TASK MATERIAL:
:::::
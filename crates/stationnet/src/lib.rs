//! # stationnet
//!
//! A weighted, undirected network of polling stations with two queries:
//! shortest path between two stations and "which stations are within this
//! distance" radius search.
//!
//! ## Architecture
//!
//! ```text
//! Callers (console, incident handling, reports)
//!     ↓
//! StationNetwork (stations + symmetric adjacency, single mutation path)
//!     ↓
//! Algorithms (Dijkstra, breadth-first radius, bounded Dijkstra radius)
//! ```
//!
//! Mutations return [`Result`] and leave the network unchanged when declined.
//! Queries never fail: unknown stations and unreachable targets give empty
//! results.
//!
//! The network has no internal locking. A host that shares one across
//! threads must serialize access itself.
//!
//! ## Example
//!
//! ```rust
//! use stationnet::StationNetwork;
//!
//! let mut network = StationNetwork::new();
//! network.add_station("P1", "Town Hall", "1 Main St", 500).unwrap();
//! network.add_station("P2", "Library", "2 Oak Ave", 300).unwrap();
//! network.add_station("P3", "School", "3 Elm St", 800).unwrap();
//! network.add_connection("P1", "P2", 2.5).unwrap();
//! network.add_connection("P2", "P3", 3.2).unwrap();
//! network.add_connection("P1", "P3", 10.0).unwrap();
//!
//! assert_eq!(network.find_shortest_path("P1", "P3"), vec!["P1", "P2", "P3"]);
//! ```

#![warn(missing_docs)]
#![deny(unsafe_code)]

pub mod config;
pub mod error;
pub mod export;
pub mod network;

// Re-export main types
pub use config::{NetworkConfig, RadiusSearch};
pub use error::{NetworkError, Result};
pub use network::{
    algorithms, NearbyStation, Neighbors, NetworkStats, Route, Station, StationId, StationNetwork,
};
//! Integration tests for loading network configuration from disk.

use stationnet::{NetworkConfig, NetworkError, RadiusSearch, StationNetwork};
use std::fs;
use tempfile::TempDir;

#[test]
fn test_config_file_round_trip() {
    let temp_dir = TempDir::new().unwrap();
    let path = temp_dir.path().join("network.json");

    let config = NetworkConfig::exact().with_search_radius(7.5);
    fs::write(&path, config.to_json_string().unwrap()).unwrap();

    let loaded = NetworkConfig::from_json_file(&path).unwrap();
    assert_eq!(loaded, config);
}

#[test]
fn test_missing_config_file() {
    let temp_dir = TempDir::new().unwrap();
    let result = NetworkConfig::from_json_file(temp_dir.path().join("absent.json"));
    assert!(matches!(result, Err(NetworkError::Config { .. })));
}

#[test]
fn test_invalid_radius_in_file() {
    let temp_dir = TempDir::new().unwrap();
    let path = temp_dir.path().join("network.json");
    fs::write(&path, r#"{"default_search_radius": -2.0}"#).unwrap();

    let result = NetworkConfig::from_json_file(&path);
    assert!(matches!(result, Err(NetworkError::Config { .. })));
}

#[test]
fn test_network_uses_loaded_config() {
    let config = NetworkConfig::from_json_str(
        r#"{"default_search_radius": 1.0, "radius_search": "shortest_distance"}"#,
    )
    .unwrap();
    let mut network = StationNetwork::with_config(config).unwrap();
    assert_eq!(network.config().radius_search, RadiusSearch::ShortestDistance);

    network.add_station("A", "A", "", 10).unwrap();
    network.add_station("B", "B", "", 10).unwrap();
    network.add_station("C", "C", "", 10).unwrap();
    network.add_connection("A", "B", 0.6).unwrap();
    network.add_connection("B", "C", 0.6).unwrap();

    let result = network.find_nearest_stations_default("A");
    assert_eq!(result.len(), 1);
    assert_eq!(result[0].station_id, "B");
}
//! Network configuration.
//!
//! Controls how radius queries behave when the caller does not pick a
//! strategy explicitly. Configuration is plain data and round-trips
//! through JSON.

use crate::error::{NetworkError, Result};
use log::info;
use serde::{Deserialize, Serialize};
use std::path::Path;

/// Strategy used by radius ("nearest stations") searches.
#[derive(Debug, Clone, Copy, PartialEq, Eq, Hash, Default, Serialize, Deserialize)]
#[serde(rename_all = "snake_case")]
pub enum RadiusSearch {
    /// Breadth-first expansion; a station keeps the distance of the first
    /// path that reached it, even if a shorter one exists.
    #[default]
    FirstReached,
    /// Bounded Dijkstra; a station is reported with its true shortest
    /// distance.
    ShortestDistance,
}

/// Configuration for a [`StationNetwork`](crate::StationNetwork).
#[derive(Debug, Clone, PartialEq, Serialize, Deserialize)]
#[serde(default, deny_unknown_fields)]
pub struct NetworkConfig {
    /// Radius (km) used by `find_nearest_stations_default`
    pub default_search_radius: f64,

    /// Strategy used by `find_nearest_stations_default`
    pub radius_search: RadiusSearch,
}

impl Default for NetworkConfig {
    fn default() -> Self {
        Self {
            default_search_radius: 5.0,
            radius_search: RadiusSearch::FirstReached,
        }
    }
}

impl NetworkConfig {
    /// Config that reports true shortest distances in radius searches.
    pub fn exact() -> Self {
        Self {
            radius_search: RadiusSearch::ShortestDistance,
            ..Default::default()
        }
    }

    /// Builder-style setter for the default search radius.
    pub fn with_search_radius(mut self, radius: f64) -> Self {
        self.default_search_radius = radius;
        self
    }

    /// Check that the configuration values are usable.
    ///
    /// # Errors
    ///
    /// Returns [`NetworkError::Config`] if the radius is negative or not finite.
    pub fn validate(&self) -> Result<()> {
        if !self.default_search_radius.is_finite() || self.default_search_radius < 0.0 {
            return Err(NetworkError::config(
                format!(
                    "default_search_radius must be a finite, non-negative distance (got {})",
                    self.default_search_radius
                ),
                None::<std::io::Error>,
            ));
        }
        Ok(())
    }

    /// Parse and validate a configuration from a JSON string.
    ///
    /// Missing fields fall back to their defaults; unknown fields are rejected.
    pub fn from_json_str(json: &str) -> Result<Self> {
        let config: Self = serde_json::from_str(json)
            .map_err(|e| NetworkError::serialization("Failed to parse network config", Some(e)))?;
        config.validate()?;
        Ok(config)
    }

    /// Read and validate a configuration from a JSON file.
    pub fn from_json_file<P: AsRef<Path>>(path: P) -> Result<Self> {
        let path = path.as_ref();
        info!("Loading network config from {path:?}");
        let contents = std::fs::read_to_string(path).map_err(|e| {
            NetworkError::config(format!("Failed to read {}", path.display()), Some(e))
        })?;
        Self::from_json_str(&contents)
    }

    /// Serialize the configuration as pretty-printed JSON.
    pub fn to_json_string(&self) -> Result<String> {
        serde_json::to_string_pretty(self)
            .map_err(|e| NetworkError::serialization("Failed to serialize network config", Some(e)))
    }
}
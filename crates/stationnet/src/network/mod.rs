//! Core network types and operations.
//!
//! This module defines the fundamental building blocks:
//! - [`Station`]: A polling site (network node)
//! - [`StationNetwork`]: The owned station table plus undirected, weighted adjacency
//! - [`algorithms`]: Shortest path and radius searches over a network

mod station_network;
mod types;
pub mod algorithms;

pub use station_network::{Neighbors, StationNetwork};
pub use types::{NearbyStation, NetworkStats, Route, Station, StationId};
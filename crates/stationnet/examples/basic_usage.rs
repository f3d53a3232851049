//! Basic usage example for stationnet
//!
//! This example demonstrates:
//! - Building a small station network
//! - Shortest path and radius queries
//! - Network statistics and export

use stationnet::{export, StationNetwork};

fn main() -> stationnet::Result<()> {
    let mut network = StationNetwork::new();

    println!("Creating a sample polling station network...\n");

    network.add_station("PS001", "Downtown Community Center", "123 Main St", 1500)?;
    network.add_station("PS002", "Eastside School", "456 Oak Ave", 1200)?;
    network.add_station("PS003", "Westside Library", "789 Pine St", 800)?;
    network.add_station("PS004", "Central High School", "321 Elm St", 2000)?;

    network.add_connection("PS001", "PS002", 2.5)?;
    network.add_connection("PS001", "PS004", 1.8)?;
    network.add_connection("PS002", "PS003", 3.2)?;
    network.add_connection("PS003", "PS004", 2.1)?;

    // Rejected mutations leave the network unchanged
    if let Err(e) = network.add_connection("PS001", "PS001", 1.0) {
        println!("✗ {e}");
    }

    println!("\n{}", export::render_text(&network));

    match network.find_shortest_route("PS002", "PS004") {
        Some(route) => println!(
            "Shortest path PS002 -> PS004: {} ({:.1} km)",
            route.stations.join(" -> "),
            route.total_distance
        ),
        None => println!("No path from PS002 to PS004"),
    }

    println!("\nStations within 3.0 km of PS001:");
    for nearby in network.find_nearest_stations("PS001", 3.0) {
        println!("  {nearby}");
    }

    println!("\n{}", network.get_network_stats());
    println!("\n{}", export::export_dot(&network));

    Ok(())
}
:::::
TASK ITEM: Once the line with "config.validate()?;" is found in the records above, print exactly that line and every line after it through the line with "as pretty-printed JSON.".

TASK RESULT:
        config.validate()?;
        Ok(config)
    }

    /// Read and validate a configuration from a JSON file.
    pub fn from_json_file<P: AsRef<Path>>(path: P) -> Result<Self> {
        let path = path.as_ref();
        info!("Loading network config from {path:?}");
        let contents = std::fs::read_to_string(path).map_err(|e| {
            NetworkError::config(format!("Failed to read {}", path.display()), Some(e))
        })?;
        Self::from_json_str(&contents)
    }

    /// Serialize the configuration as pretty-printed JSON.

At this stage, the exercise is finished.